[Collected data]
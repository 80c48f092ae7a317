// Persisted records, request payloads and derived views

pub mod dashboard;
pub mod goal;
pub mod notification;
pub mod nutrition;
pub mod step;
pub mod user;
pub mod validation;
pub mod workout;

pub use dashboard::*;
pub use goal::*;
pub use notification::*;
pub use nutrition::*;
pub use step::*;
pub use user::*;
pub use validation::*;
pub use workout::*;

* REQUIRED WORK
Every record must appear in the answer exactly as it appears above.

* ANSWER
repository 80c48f092ae7a317
// Persisted records, request payloads and derived views

pub mod dashboard;
pub mod goal;
pub mod notification;
pub mod nutrition;
pub mod step;
pub mod user;
pub mod validation;
pub mod workout;

pub use dashboard::*;
pub use goal::*;
pub use notification::*;
pub use nutrition::*;
pub use step::*;
pub use user::*;
pub use validation::*;
pub use workout::*;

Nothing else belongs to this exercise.